CURITIBA, Brazil — As radio announcers were encouraging people stay in the comfort of their own homes because of the chilly 5-degree Celsius weather (40 degrees F.), more than a thousand Church members and friends remodeled and cleaned up nine public schools in this city.

The project was done by the Church's service organization, Helping Hands, but was so large that it was planned for two consecutive weekends. The painting, cleaning, maintenance of the water and electrical systems, tree trimming, along with other small repairs, improved the learning environment for more than 8,000 students.

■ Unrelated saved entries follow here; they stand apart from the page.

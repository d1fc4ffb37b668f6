//! Requests against a real HTTP server over the `std` host stack.
//!
//! Set `TEST_HTTP_URL` (or put it in `.env`) and run with
//! `--features std -- --ignored`.

use std::env;

use dotenvy::dotenv;
use embedded_requests::network::application::http::{FinalCall, Method, Response};
use embedded_requests::network::application::requests::{Outcome, RequestContext, RequestOption};
use embedded_requests::network::host::StdStack;

fn test_url() -> String {
    dotenv().ok();
    env::var("TEST_HTTP_URL").unwrap_or("http://httpbin.org/get".to_string())
}

#[test]
#[ignore]
fn test_live_get() {
    let url = test_url();
    let mut stack = StdStack::new();
    let mut body = Vec::new();
    let mut finals = 0;
    let mut collect = |response: &Response<'_>, final_call: FinalCall, outcome: &mut Outcome| {
        outcome.status_code = response.http_status_code;
        body.extend_from_slice(response.body_fragment);
        if final_call == FinalCall::Final {
            finals += 1;
        }
    };

    let status = {
        let mut ctx = RequestContext::new();
        ctx.init(&mut stack, &url).expect("Failed to initialize request");
        ctx.set_option(RequestOption::ProtocolVersion("HTTP/1.1"));
        ctx.set_option(RequestOption::Headers(&["Connection: close\r\n"]));
        ctx.set_option(RequestOption::ResponseCallback(&mut collect));
        ctx.execute(&mut stack, Method::Get).expect("GET request failed");
        assert!(ctx.socket().is_none());
        ctx.status_code()
    };

    assert_eq!(status, 200);
    assert_eq!(finals, 1);
    assert!(!body.is_empty());
}

#[test]
#[ignore]
fn test_live_post() {
    let url = test_url().replace("/get", "/post");
    let mut stack = StdStack::new();
    let mut record = |response: &Response<'_>, _: FinalCall, outcome: &mut Outcome| {
        outcome.status_code = response.http_status_code;
    };

    let mut ctx = RequestContext::new();
    ctx.init(&mut stack, &url).expect("Failed to initialize request");
    ctx.set_option(RequestOption::Headers(&[
        "Content-Type: application/json\r\n",
        "Connection: close\r\n",
    ]));
    ctx.set_option(RequestOption::PayloadBody(br#"{"device":"test"}"#));
    ctx.set_option(RequestOption::ResponseCallback(&mut record));
    ctx.execute(&mut stack, Method::Post).expect("POST request failed");
    assert_eq!(ctx.status_code(), 200);
}
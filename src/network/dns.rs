//! DNS query types.
//!
//! The resolver never shares a mutable error field with the host's completion
//! callback. Instead every query gets a [`QueryId`] and the host hands back
//! exactly one [`DnsOutcome`] for it, which carries either the address or
//! the reason resolution failed.

use core::net::IpAddr;

/// Correlates a submitted query with its outcome.
#[derive(Debug, Clone, Copy, PartialEq, Eq, Hash)]
#[cfg_attr(feature = "defmt", derive(defmt::Format))]
pub struct QueryId(pub u16);

/// Final status of one DNS query.
#[derive(Debug, Clone, Copy, PartialEq, Eq)]
pub enum DnsOutcome {
    /// The query completed with an address.
    Resolved(IpAddr),
    /// The name exists but has no record of the requested type.
    NoData,
    /// The resolver gave up (server failure, malformed reply, ...).
    Failed,
    /// The query was cancelled before completing.
    Canceled,
}

impl DnsOutcome {
    /// Whether the outcome carries an address.
    pub fn is_resolved(&self) -> bool {
        matches!(self, DnsOutcome::Resolved(_))
    }
}

#[cfg(feature = "defmt")]
impl defmt::Format for DnsOutcome {
    fn format(&self, f: defmt::Formatter) {
        match self {
            DnsOutcome::Resolved(IpAddr::V4(addr)) => {
                let [a, b, c, d] = addr.octets();
                defmt::write!(f, "Resolved({}.{}.{}.{})", a, b, c, d)
            }
            DnsOutcome::Resolved(IpAddr::V6(_)) => defmt::write!(f, "Resolved(v6)"),
            DnsOutcome::NoData => defmt::write!(f, "NoData"),
            DnsOutcome::Failed => defmt::write!(f, "Failed"),
            DnsOutcome::Canceled => defmt::write!(f, "Canceled"),
        }
    }
}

This is the second consecutive year Church members have improved the public schools in Curitiba. The projects have strengthened the relationships and confidence between the leadership of the Church and the local government. The Institute of Education of the State of Parana gave support to the project and insisted that they work in conjunction with the members.

"I am very emotional regarding the help from the Church," said Professor Sheila Marize Toledo Pereira, head of the Regional Educational Center in Curitiba, who followed the project closely. "You are giving much more than restorations of buildings … you are teaching us a lesson in pure charity."

Volunteers began working at about 8 a.m. Among the first to arrive was Carmen Oliveira de Medeiros, 70, and her son, Joaquim Oliveira, president of the Curitiba stake, and granddaughter, Raquel, 20.

"The Church has taught us to serve our neighbor and that in doing so we would receive joy. The fact is that we experience much happiness in our family," she said.

President Jarbas Souza of the Brazil Curitiba Boa Vista Stake had just returned home late the day before from a l6-hour trip. Though tired, he and his family were there early to begin work.

"When you see a project like this one that is being done with so much love, the will and desire to participate override any other thing," he said.

For Ana Claudia Bavasd, it wasn't just an opportunity to serve but a time to be serving with her family. "I am very happy," she said. "My husband is returning to the Church and it is so great to have him with me on this project. He has always been a charitable man and I hope we will be able to serve together forever."

That sentiment was echoed by the Alex and Fabiane Orengo family, friends of the Church who participated in the service.

"I never saw people so animated, happy, receptive and willing to work," said Mr. Orengo. "I noticed right away these people had something special about them. I do not know exactly what it was, but I think that it might have something to do with the natural spirituality of the group."

Unfortunately, the day following the service project, a weather front accompanied by fierce rain and hail hit the city, causing traffic jams and flooding. In some places in the city, the water flooded and reached heights of more than four feet high. At the Amancio Mouro School where the Orengo family had worked, classrooms flooded and the administration offices were almost destroyed by hail.

"Even though the storm had ruined the newly painted walls, the colors of love, friendship and respect remained in our hearts, never to be washed away," said Mr. Orengo said.